One thing that the Americans don’t seem to have down about the Canadian healthcare system, is that it isn’t a national healthcare program at all. The federal government sets out national standards for healthcare delivery as a condition of receiving just 20% of the funding transferred to provinces for their health care programs. Yes, it is the provinces that provide most of the funding and administer their own healthcare programs, tailored to the demographics and needs of their citizens. Trying to administer healthcare on a national scale would be a boondoggle for Canada with just 10% of the population of the U.S., so just imagine the disaster of doing it on a national scale south of the border.
In Ontario, the most populous Canadian province, the Ontario Health Insurance Plan (OHIP) is deemed to be the sole payer for medical services provided to its citizens. Doctors, who are mostly private businesses (practices and clinics) bill OHIP and are reimbursed based on a fee scale negotiated (sometimes peacefully) with the Ontario Medical Association who represent practitioners.
Sounds straight forward, but it isn’t the whole story. About one-third of medical services in Ontario aren’t covered by the OHIP plan. To access those, you need either a private health insurance plan (typically provided by employers), or a credit card. From cosmetic surgery and various tests, to semi-private hospital rooms, the Ontario healthcare system also exists in the private sector.
Which brings me to my main point. If the objective is to ensure citizens have access to the full range of affordable healthcare services, as well as protecting them from catastrophic loss in the event of serious illness, then we need both the public and private sectors working together and on the same page. It’s sort of working in Canada, and it can work in the U.S. In a way, it might even be a hybrid that blends the best of the Canadian model with its U.S. counterpart.
Here’s how it might work. Leave to the private sector, the things they do best: build and operate facilities (hospitals, clinics, other access points for healthcare), and innovate new treatments. There is no need for governments to own or run hospitals as it simply drains public funding for healthcare services. This would help end government administration practices of not providing services after hours and on weekends, or allowing private operators to keep those services after hours.
Leave to government health insurance plans what they have proven themselves able to administer: basic protection for citizens from catastrophic economic loss due to the costs of treating illness and coverage for a reasonable menu of medical services. People over a threshold income should pay an annual premium of less than $1,000; those under the threshold in any given year would retain their health insurance without premiums. All other services would be accessible through private plans or pay as you go.
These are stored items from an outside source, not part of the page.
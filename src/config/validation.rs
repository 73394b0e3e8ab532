//! Configuration validation logic.

use crate::config::Config;
use crate::error::{Error, Result};

/// Narrowest progress line that still leaves room for a label.
pub const MIN_LINE_WIDTH: usize = 60;

/// Widest progress line accepted.
pub const MAX_LINE_WIDTH: usize = 240;

/// Validate the entire configuration.
pub fn validate_config(config: &Config) -> Result<()> {
    validate_line_width(config.output.line_width)?;
    validate_user_agent(&config.download.user_agent)?;
    validate_connect_timeout(config.download.connect_timeout_seconds)?;

    Ok(())
}

/// Validate the progress line width.
pub fn validate_line_width(width: usize) -> Result<()> {
    if !(MIN_LINE_WIDTH..=MAX_LINE_WIDTH).contains(&width) {
        return Err(Error::ConfigValidation {
            field: "line_width".to_string(),
            message: format!(
                "Line width must be between {} and {} (got {})",
                MIN_LINE_WIDTH, MAX_LINE_WIDTH, width
            ),
        });
    }

    Ok(())
}

/// Validate the user agent string.
pub fn validate_user_agent(user_agent: &str) -> Result<()> {
    if user_agent.trim().is_empty() {
        return Err(Error::ConfigValidation {
            field: "user_agent".to_string(),
            message: "User agent cannot be empty".to_string(),
        });
    }

    Ok(())
}

/// Validate the connect timeout.
pub fn validate_connect_timeout(seconds: u64) -> Result<()> {
    if seconds == 0 {
        return Err(Error::ConfigValidation {
            field: "connect_timeout_seconds".to_string(),
            message: "Connect timeout must be at least one second".to_string(),
        });
    }

    Ok(())
}

#[cfg(test)]
mod tests {
    use super::*;

    #[test]
    fn test_default_config_is_valid() {
        assert!(validate_config(&Config::default()).is_ok());
    }

    #[test]
    fn test_line_width_bounds() {
        assert!(validate_line_width(60).is_ok());
        assert!(validate_line_width(240).is_ok());
        assert!(validate_line_width(59).is_err());
        assert!(validate_line_width(241).is_err());
    }

    #[test]
    fn test_empty_user_agent() {
        assert!(validate_user_agent("").is_err());
        assert!(validate_user_agent("   ").is_err());
        assert!(validate_user_agent("pkgfetch/0.1.0").is_ok());
    }

    #[test]
    fn test_zero_timeout() {
        assert!(validate_connect_timeout(0).is_err());
        assert!(validate_connect_timeout(1).is_ok());
    }
}
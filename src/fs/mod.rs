//! Filesystem module.
//!
//! Provides:
//! - File names derived from locators
//! - Destination paths and atomic relocation

pub mod naming;
pub mod paths;

pub use naming::{locator_basename, sanitize_filename};
pub use paths::{destination_path, ensure_dir, relocate};
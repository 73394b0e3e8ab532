//! Batches of locators and their results.

use std::path::PathBuf;
use std::time::Duration;

use url::Url;

use crate::error::{Error, Result};
use crate::fs::locator_basename;

/// An ordered list of locators fetched as one operation.
///
/// Order is execution order and determines each job's position indicator.
#[derive(Debug, Clone, Default, PartialEq, Eq)]
pub struct Batch {
    locators: Vec<String>,
}

impl Batch {
    pub fn new<I, S>(locators: I) -> Self
    where
        I: IntoIterator<Item = S>,
        S: Into<String>,
    {
        Self {
            locators: locators.into_iter().map(Into::into).collect(),
        }
    }

    /// A package collection: the manifest first, then packages sorted by locator.
    pub fn for_packages<I, S>(manifest: impl Into<String>, packages: I) -> Self
    where
        I: IntoIterator<Item = S>,
        S: Into<String>,
    {
        let mut packages: Vec<String> = packages.into_iter().map(Into::into).collect();
        packages.sort();

        let mut locators = Vec::with_capacity(packages.len() + 1);
        locators.push(manifest.into());
        locators.extend(packages);
        Self { locators }
    }

    pub fn locators(&self) -> &[String] {
        &self.locators
    }

    pub fn len(&self) -> usize {
        self.locators.len()
    }

    pub fn is_empty(&self) -> bool {
        self.locators.is_empty()
    }
}

impl From<Vec<String>> for Batch {
    fn from(locators: Vec<String>) -> Self {
        Self { locators }
    }
}

/// Parse a locator into a downloadable URL.
///
/// The locator must be an absolute http(s) URL with a host and a last path
/// segment usable as a file name.
pub fn parse_locator(locator: &str) -> Result<Url> {
    let invalid = || Error::InvalidUrl(locator.to_string());

    let url = Url::parse(locator.trim()).map_err(|_| invalid())?;

    if !matches!(url.scheme(), "http" | "https") {
        return Err(invalid());
    }

    if url.host_str().map_or(true, str::is_empty) {
        return Err(invalid());
    }

    locator_basename(&url).map_err(|_| invalid())?;

    Ok(url)
}

/// A file delivered by a successful job.
#[derive(Debug, Clone, PartialEq, Eq)]
pub struct DownloadedFile {
    pub locator: String,
    pub path: PathBuf,
    pub bytes: u64,
}

/// Result of a successful batch.
#[derive(Debug, Clone, Default)]
pub struct BatchReport {
    /// Delivered files, in batch order.
    pub files: Vec<DownloadedFile>,
    pub elapsed: Duration,
}

impl BatchReport {
    pub fn total_bytes(&self) -> u64 {
        self.files.iter().map(|f| f.bytes).sum()
    }
}
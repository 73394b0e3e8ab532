//! Per-job download state.

use std::sync::atomic::{AtomicU64, Ordering};
use std::sync::Mutex;

use crate::error::Error;

/// Progress and outcome of one job.
///
/// Written by the transport's notification context and read by the
/// sequencer. The sequencer reads only after the job's
/// [`CompletionGate`](crate::download::CompletionGate) has fired; new reads
/// must keep to that rule or they will observe a job mid-flight. A fresh state
/// is used for every job so late events from a finished job cannot touch the
/// next one.
#[derive(Debug, Default)]
pub struct JobState {
    bytes_transferred: AtomicU64,
    bytes_expected: AtomicU64,
    terminal_error: Mutex<Option<Error>>,
}

impl JobState {
    pub fn new() -> Self {
        Self::default()
    }

    /// Apply a progress report. Counters never move backwards.
    ///
    /// Returns the counters after the update.
    pub fn record_progress(&self, bytes_written: u64, bytes_expected: u64) -> (u64, u64) {
        let transferred = self
            .bytes_transferred
            .fetch_max(bytes_written, Ordering::AcqRel)
            .max(bytes_written);
        let expected = self
            .bytes_expected
            .fetch_max(bytes_expected, Ordering::AcqRel)
            .max(bytes_expected);
        (transferred, expected)
    }

    /// Set the expected size if nothing reported one yet.
    pub fn settle_expected(&self, size: u64) -> u64 {
        match self
            .bytes_expected
            .compare_exchange(0, size, Ordering::AcqRel, Ordering::Acquire)
        {
            Ok(_) => size,
            Err(known) => known,
        }
    }

    pub fn bytes_transferred(&self) -> u64 {
        self.bytes_transferred.load(Ordering::Acquire)
    }

    /// Expected total size, 0 when unknown.
    pub fn bytes_expected(&self) -> u64 {
        self.bytes_expected.load(Ordering::Acquire)
    }

    /// Record a terminal error. The first error wins.
    ///
    /// Returns `false` if an error was already recorded.
    pub fn fail(&self, error: Error) -> bool {
        let mut slot = self
            .terminal_error
            .lock()
            .unwrap_or_else(|e| e.into_inner());
        if slot.is_some() {
            tracing::debug!("Ignoring secondary error: {}", error);
            return false;
        }
        *slot = Some(error);
        true
    }

    pub fn has_failed(&self) -> bool {
        self.terminal_error
            .lock()
            .unwrap_or_else(|e| e.into_inner())
            .is_some()
    }

    /// Take the terminal error, leaving none behind.
    pub fn take_error(&self) -> Option<Error> {
        self.terminal_error
            .lock()
            .unwrap_or_else(|e| e.into_inner())
            .take()
    }
}

#[cfg(test)]
mod tests {
    use super::*;

    #[test]
    fn test_new_state_is_zeroed() {
        let state = JobState::new();
        assert_eq!(state.bytes_transferred(), 0);
        assert_eq!(state.bytes_expected(), 0);
        assert!(!state.has_failed());
    }

    #[test]
    fn test_progress_is_monotonic() {
        let state = JobState::new();
        assert_eq!(state.record_progress(300, 1000), (300, 1000));
        assert_eq!(state.record_progress(200, 1000), (300, 1000));
        assert_eq!(state.record_progress(400, 1000), (400, 1000));
        assert_eq!(state.bytes_transferred(), 400);
    }

    #[test]
    fn test_unknown_expected_does_not_clear_known() {
        let state = JobState::new();
        state.record_progress(10, 1000);
        assert_eq!(state.record_progress(20, 0), (20, 1000));
    }

    #[test]
    fn test_settle_expected_only_when_unknown() {
        let state = JobState::new();
        assert_eq!(state.settle_expected(500), 500);
        assert_eq!(state.settle_expected(900), 500);

        let known = JobState::new();
        known.record_progress(0, 1000);
        assert_eq!(known.settle_expected(42), 1000);
    }

    #[test]
    fn test_first_error_wins() {
        let state = JobState::new();
        assert!(state.fail(Error::InvalidUrl("first".into())));
        assert!(!state.fail(Error::EmptyBatch));

        match state.take_error() {
            Some(Error::InvalidUrl(locator)) => assert_eq!(locator, "first"),
            other => panic!("unexpected error: {:?}", other),
        }
        assert!(state.take_error().is_none());
    }

    #[test]
    fn test_concurrent_progress_keeps_maximum() {
        let state = std::sync::Arc::new(JobState::new());
        let handles: Vec<_> = (1..=16u64)
            .map(|i| {
                let state = std::sync::Arc::clone(&state);
                std::thread::spawn(move || {
                    state.record_progress(i * 100, 1600);
                })
            })
            .collect();
        for handle in handles {
            handle.join().unwrap();
        }
        assert_eq!(state.bytes_transferred(), 1600);
    }
}
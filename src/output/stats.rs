//! Statistics reporting.

use console::style;
use indicatif::{DecimalBytes, HumanDuration};

use crate::download::BatchReport;

/// Print statistics for a finished batch.
pub fn print_batch_stats(report: &BatchReport) {
    println!();
    println!("{}", style("═".repeat(50)).dim());
    println!("{}", style("Batch Statistics:").bold());
    println!("  Files:   {}", report.files.len());
    println!("  Size:    {}", DecimalBytes(report.total_bytes()));
    println!("  Elapsed: {}", HumanDuration(report.elapsed));
    for file in &report.files {
        println!(
            "  {} ({})",
            style(file.path.display()).green(),
            DecimalBytes(file.bytes)
        );
    }
    println!("{}", style("═".repeat(50)).dim());
}
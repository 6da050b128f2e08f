//! Inbound commands to the application service.
//!
//! These represent actions requested by the outside world (MQTT command
//! topics, the local menu) that the [`AppService`](super::service::AppService)
//! validates and writes through to NVS.
//!
//! Payloads are carried exactly as parsed. Range checks happen in the
//! service so a rejected command can be reported with the offending value.

/// Commands that external adapters can send into the application core.
#[derive(Debug, Clone, Copy, PartialEq, Eq)]
pub enum AppCommand {
    /// `command-container`: container size category.
    SetContainerSize(i32),

    /// `command-water`: override the remaining-water estimate (mL).
    SetRemainingWater(i32),

    /// `<pump>/command-freq`: frequency category. `pump` is 1-based.
    SetFrequency { pump: i32, category: i32 },

    /// `<pump>/command-wait`: hours until the next watering.
    SetNextDue { pump: i32, hours: i32 },

    /// `<pump>/command-amount`: amount category.
    SetAmount { pump: i32, category: i32 },

    /// Local menu: the container was filled to the brim.
    Refill,
}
And here’s one more obligation for government. Monitor service constantly (waiting times, quality of services, etc) and promote the development of new doctors, specialists, nurses, and other practitioners who comprise our healthcare force. Offer tax incentives, not only to meet improved healthcare service standards, but also to bring more healthcare facilities and services to the market.
It’s what I call a participative healthcare system, one that leverages the best that each sector can bring to the table. Healthcare simply can’t be the domain solely of government anymore.